After the onset of NMOSD, most pregnancies were planned, with 86.4% being intentional. However, there was a higher incidence of complications during pregnancy, occurring in 42.4% of cases. These complications included bleeding, premature labor, anemia, hyperemesis gravidarum, preeclampsia, and gestational diabetes. Although this increase in complications was not statistically significant when compared to pregnancies before the onset of NMOSD, it is still worth noting. Only 4.5% of post-NMOSD pregnancies experienced complications during delivery, such as obstructed labor, puerperal sepsis, and bleeding. Out of the 66 post-NMOSD pregnancies, 19 (28.7%) ended in abortion, 7 (10.6%) had fetal complications (such as low birth weight, jaundice requiring NICU admission, and intrauterine fetal death), and 40 (60.6%) resulted in normal, healthy babies. Interestingly, patients who became pregnant after the onset of NMOSD had a higher rate of abortions compared to those who became pregnant before the disease began. Additionally, more than half of the post-NMOSD pregnancies resulted in cesarean section deliveries and the babies were artificially fed, in contrast to those who became pregnant and delivered before the onset of the disease (as shown in Table 3). Most of the cesarean deliveries were performed due to medical indications related to pregnancy and delivery complications, rather than being a patient's personal preference.

Table 3.

Comparison between pregnancies before and after the onset of the NMOSD in our female population.
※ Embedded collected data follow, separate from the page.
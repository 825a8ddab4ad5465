//! Snowcam - Main Entry Point
//!
//! Live webcam feed with configurable visual snow post-processing.

use std::sync::Arc;
use std::time::{Duration, Instant};

use snowcam::App;
use winit::application::ApplicationHandler;
use winit::dpi::LogicalSize;
use winit::event::{ElementState, KeyEvent, WindowEvent};
use winit::event_loop::{ActiveEventLoop, ControlFlow, EventLoop};
use winit::keyboard::{KeyCode, PhysicalKey};
use winit::window::{Window, WindowAttributes, WindowId};

const WINDOW_TITLE: &str = "Snowcam";
const DEFAULT_WIDTH: u32 = 1280;
const DEFAULT_HEIGHT: u32 = 720;
const TARGET_FPS: u32 = 60;

/// Application state machine
enum AppState {
    /// Initial state before window is created
    Uninitialized,
    /// Window and graphics context are ready
    Running { window: Arc<Window>, app: App },
}

/// Main application handler implementing winit's ApplicationHandler trait
struct SnowcamApp {
    state: AppState,
    next_redraw_at: Instant,
}

impl SnowcamApp {
    fn new() -> Self {
        Self {
            state: AppState::Uninitialized,
            next_redraw_at: Instant::now(),
        }
    }
}

impl ApplicationHandler for SnowcamApp {
    fn resumed(&mut self, event_loop: &ActiveEventLoop) {
        if let AppState::Uninitialized = &self.state {
            log::info!("Creating window...");

            let window_attributes = WindowAttributes::default()
                .with_title(WINDOW_TITLE)
                .with_inner_size(LogicalSize::new(DEFAULT_WIDTH, DEFAULT_HEIGHT));

            let window = Arc::new(
                event_loop
                    .create_window(window_attributes)
                    .expect("Failed to create window"),
            );

            log::info!("Initializing wgpu and egui...");
            let app = pollster::block_on(App::new(window.clone()));

            log::info!("Snowcam ready. Press ESC to exit, F11 for fullscreen");
            self.state = AppState::Running { window, app };
        }
    }

    fn window_event(
        &mut self,
        event_loop: &ActiveEventLoop,
        _window_id: WindowId,
        event: WindowEvent,
    ) {
        let AppState::Running { window, app } = &mut self.state else {
            return;
        };

        // Let egui handle the event first
        let egui_consumed = app.handle_window_event(&event);

        match event {
            WindowEvent::CloseRequested => {
                log::info!("Close requested, exiting...");
                event_loop.exit();
            }

            WindowEvent::KeyboardInput {
                event:
                    KeyEvent {
                        physical_key: PhysicalKey::Code(key_code),
                        state: ElementState::Pressed,
                        ..
                    },
                ..
            } if !egui_consumed => match key_code {
                KeyCode::Escape => {
                    event_loop.exit();
                }
                KeyCode::F11 => {
                    if window.fullscreen().is_some() {
                        window.set_fullscreen(None);
                    } else {
                        window.set_fullscreen(Some(winit::window::Fullscreen::Borderless(None)));
                    }
                }
                _ => {}
            },

            WindowEvent::Resized(physical_size) => {
                app.resize(physical_size);
            }

            WindowEvent::RedrawRequested => {
                app.update_camera();
                app.update_effects();

                match app.render() {
                    Ok(_) => {}
                    Err(wgpu::SurfaceError::Lost) => {
                        log::warn!("Surface lost, reconfiguring...");
                        app.resize(app.size());
                    }
                    Err(wgpu::SurfaceError::OutOfMemory) => {
                        log::error!("Out of GPU memory!");
                        event_loop.exit();
                    }
                    Err(e) => {
                        log::warn!("Surface error: {:?}", e);
                    }
                }
            }

            _ => {}
        }
    }

    fn about_to_wait(&mut self, event_loop: &ActiveEventLoop) {
        let AppState::Running { window, .. } = &mut self.state else {
            event_loop.set_control_flow(ControlFlow::Wait);
            return;
        };

        // Drive redraws at target FPS
        let frame_duration = Duration::from_nanos(1_000_000_000u64 / TARGET_FPS as u64);
        let now = Instant::now();

        if now >= self.next_redraw_at {
            window.request_redraw();
            self.next_redraw_at += frame_duration;

            // Reset if too far behind
            if now > self.next_redraw_at + frame_duration * 2 {
                self.next_redraw_at = now + frame_duration;
            }
        }

        event_loop.set_control_flow(ControlFlow::WaitUntil(self.next_redraw_at));
    }
}

fn main() {
    env_logger::Builder::from_env(env_logger::Env::default().default_filter_or("info")).init();

    log::info!("Snowcam v{}", env!("CARGO_PKG_VERSION"));

    let event_loop = EventLoop::new().expect("Failed to create event loop");
    event_loop.set_control_flow(ControlFlow::Wait);

    let mut app = SnowcamApp::new();
    event_loop.run_app(&mut app).expect("Event loop error");
}
/// Main application state
pub struct App {
    /// Reference to the window
    window: Arc<Window>,
    surface: wgpu::Surface<'static>,
    device: wgpu::Device,
    queue: wgpu::Queue,
    config: wgpu::SurfaceConfiguration,
    size: PhysicalSize<u32>,

    // Camera session
    session: CameraSession,
    capture: Option<CameraCapture>,
    camera_texture: Option<wgpu::Texture>,
    snow_bind_group: Option<wgpu::BindGroup>,
    last_camera_frame: u64,
    permission: PermissionState,
    permission_rx: Option<Receiver<bool>>,
    /// Start was pressed while the permission dialog was still up; resume
    /// the open sequence when it resolves.
    pending_start: bool,

    // Effects
    layers: LayerStack,
    profile: EffectProfile,
    flicker: FlickerTimer,
    floaters: FloaterField,
    prefs: AppPreferences,

    // Settings UI
    panel: SettingsPanel,

    // Snow pass
    snow_pipeline: wgpu::RenderPipeline,
    snow_bind_group_layout: wgpu::BindGroupLayout,
    snow_params_buffer: wgpu::Buffer,
    /// Bind group over the black fallback texture, used before the camera
    /// delivers its first frame so the grain still shows.
    fallback_bind_group: wgpu::BindGroup,
    sampler: wgpu::Sampler,

    // Present pass
    output_texture_view: wgpu::TextureView,
    display_pipeline: wgpu::RenderPipeline,
    display_bind_group: wgpu::BindGroup,
    display_params_buffer: wgpu::Buffer,

    // egui integration
    egui_ctx: egui::Context,
    egui_state: egui_winit::State,
    egui_renderer: egui_wgpu::Renderer,

    // Frame timing
    start_time: Instant,
    last_frame_time: Instant,
}
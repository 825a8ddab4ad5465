//! Flicker timer
//!
//! Pulses the displayed grain intensity between the user-set base value and
//! a dimmed floor, at a user-controlled rate. Above the steady threshold the
//! timer stops toggling and passes the base value through unchanged, which
//! reads on screen as constant full-rate shimmer.

/// Rates at or above this are treated as "steady": no toggling, output is
/// always the base intensity.
pub const STEADY_THRESHOLD_HZ: f64 = 59.0;

/// Intensity multiplier applied in the LOW phase. The low phase deliberately
/// never reaches zero; a full blackout of the grain looks like a rendering
/// glitch rather than a flicker.
pub const LOW_PHASE_FACTOR: f32 = 0.4;

/// Flicker phase
#[derive(Clone, Copy, Debug, PartialEq, Eq)]
enum Phase {
    High,
    Low,
}

/// Per-frame flicker state machine.
///
/// `tick` must be called once per rendered frame with a monotonic clock
/// value in seconds. Between toggle instants the output holds the last
/// computed value.
pub struct FlickerTimer {
    phase: Phase,
    next_toggle: f64,
    output: f32,
}

impl FlickerTimer {
    pub fn new() -> Self {
        Self {
            phase: Phase::High,
            next_toggle: 0.0,
            output: 0.0,
        }
    }

    /// Advance the state machine and return the intensity to display.
    ///
    /// * `now` - monotonic time in seconds
    /// * `rate_hz` - configured flicker rate; values at or above
    ///   [`STEADY_THRESHOLD_HZ`], and non-positive values, disable toggling
    /// * `base` - the raw intensity from the user's slider
    pub fn tick(&mut self, now: f64, rate_hz: f64, base: f32) -> f32 {
        if rate_hz >= STEADY_THRESHOLD_HZ || rate_hz <= 0.0 {
            // Steady mode: no phase change, raw value passes through.
            self.output = base;
            return self.output;
        }

        if now >= self.next_toggle {
            self.phase = match self.phase {
                Phase::High => Phase::Low,
                Phase::Low => Phase::High,
            };
            self.next_toggle = now + 1.0 / rate_hz;
        }

        self.output = match self.phase {
            Phase::High => base,
            Phase::Low => base * LOW_PHASE_FACTOR,
        };
        self.output
    }

    /// Last value produced by `tick`.
    pub fn output(&self) -> f32 {
        self.output
    }
}

impl Default for FlickerTimer {
    fn default() -> Self {
        Self::new()
    }
}

#[cfg(test)]
mod tests {
    use super::*;

    #[test]
    fn steady_above_threshold() {
        let mut timer = FlickerTimer::new();
        for i in 0..240 {
            let now = i as f64 / 60.0;
            assert_eq!(timer.tick(now, 60.0, 0.8), 0.8);
        }
    }

    #[test]
    fn steady_at_threshold() {
        let mut timer = FlickerTimer::new();
        assert_eq!(timer.tick(0.0, 59.0, 0.5), 0.5);
        assert_eq!(timer.tick(1.0, 59.0, 0.5), 0.5);
    }

    #[test]
    fn zero_rate_is_steady_not_division_by_zero() {
        let mut timer = FlickerTimer::new();
        assert_eq!(timer.tick(0.0, 0.0, 0.7), 0.7);
        assert_eq!(timer.tick(10.0, 0.0, 0.7), 0.7);
    }

    #[test]
    fn toggles_at_configured_period() {
        // 2 Hz: phase flips every 0.5 s. First tick at t=0 flips High->Low.
        let mut timer = FlickerTimer::new();

        assert_eq!(timer.tick(0.0, 2.0, 1.0), 0.4);
        // Held until the next toggle instant.
        assert_eq!(timer.tick(0.25, 2.0, 1.0), 0.4);
        assert_eq!(timer.tick(0.49, 2.0, 1.0), 0.4);
        // t=0.5 crosses next_toggle, back to High.
        assert_eq!(timer.tick(0.5, 2.0, 1.0), 1.0);
        assert_eq!(timer.tick(0.75, 2.0, 1.0), 1.0);
        assert_eq!(timer.tick(1.0, 2.0, 1.0), 0.4);
    }

    #[test]
    fn low_phase_uses_documented_floor() {
        let mut timer = FlickerTimer::new();
        let low = timer.tick(0.0, 1.0, 0.5);
        assert!((low - 0.5 * LOW_PHASE_FACTOR).abs() < 1e-6);
        assert!(low > 0.0);
    }

    #[test]
    fn base_changes_apply_between_toggles() {
        let mut timer = FlickerTimer::new();
        timer.tick(0.0, 2.0, 1.0);
        timer.tick(0.5, 2.0, 1.0);
        // Slider moved mid-phase: output tracks the new base immediately.
        assert_eq!(timer.tick(0.6, 2.0, 0.5), 0.5);
    }

    #[test]
    fn full_cycle_period_matches_rate() {
        let mut timer = FlickerTimer::new();
        let rate = 4.0;
        let dt = 1.0 / 240.0;
        let mut transitions = Vec::new();
        let mut last = timer.tick(0.0, rate, 1.0);
        let mut t = dt;
        while t < 2.0 {
            let out = timer.tick(t, rate, 1.0);
            if out != last {
                transitions.push(t);
                last = out;
            }
            t += dt;
        }
        // 4 Hz toggle rate over 2 s after the initial flip: ~8 transitions.
        assert!(transitions.len() >= 7 && transitions.len() <= 8);
        for pair in transitions.windows(2) {
            let period = pair[1] - pair[0];
            assert!((period - 1.0 / rate).abs() < 2.0 * dt);
        }
    }
}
Variable		Before onset (N = 211)	After onset (N = 66)	p-value
Age at pregnancy		24.6 ± 5.1SD	27.8 ± 4.5	<.001
Age of NMOSD onset		36.4 ± 19.5	24.5 ± 5	<.001
Planning	Planned	187 (88.6%)	57 (86.4%)	.621
Planning	Unplanned	24 (11.4%)	9 (13.6%)	.621
Complications during pregnancy	Yes	69 (32.7%)	28 (42.4%)	.148
Complications during pregnancy	No	142 (67.3%)	38 (57.6%)	.148
Type of delivery	Vaginal	171 (81%)	30 (45.5%)	<.001
Type of delivery	Cesarean section	40 (19%)	36 (54.5%)	<.001
Complications during delivery	Yes	10 (4.7%)	3 (4.5%)	.948
Complications during delivery	No	201 (95.3%)	63 (95.5%)	.948
Outcome	Abortion	35 (16.5%)	19 (28.7%)	.02
	Normal fetus	155 (73.5%)	40 (60.6%)	.04
	Fetal complication	21 (10%)	7 (10.6%)	.8
Lactation	Artificial	64 (30.3%)	41 (62.1%)	<.001
	Breastfeeding	138 (65.4%)	19 (28.8%)
	Both	9 (4.3%)	6 (9.1%)

Comparison between aquaporin-positive and aquaporin-negative patients in terms of pregnancies occurring after the onset of NMOSD

Comparison between patients with positive and negative aquaporin status in terms of pregnancies occurring after the onset of NMOSD revealed that the EDSS was significantly higher in aquaporin-negative patients (5.59 ± 1.96) compared to aquaporin-positive patients (4.59 ± 1.78), with a p-value of .03. However, there were no significant differences between the two groups in terms of pregnancy-related complications, attack rate, or abortions. Please refer to Table 4 for further details.

Table 4.

Comparison between aquaporin-positive and aquaporin-negative patients in terms of pregnancies occurring after the onset of NMOSD.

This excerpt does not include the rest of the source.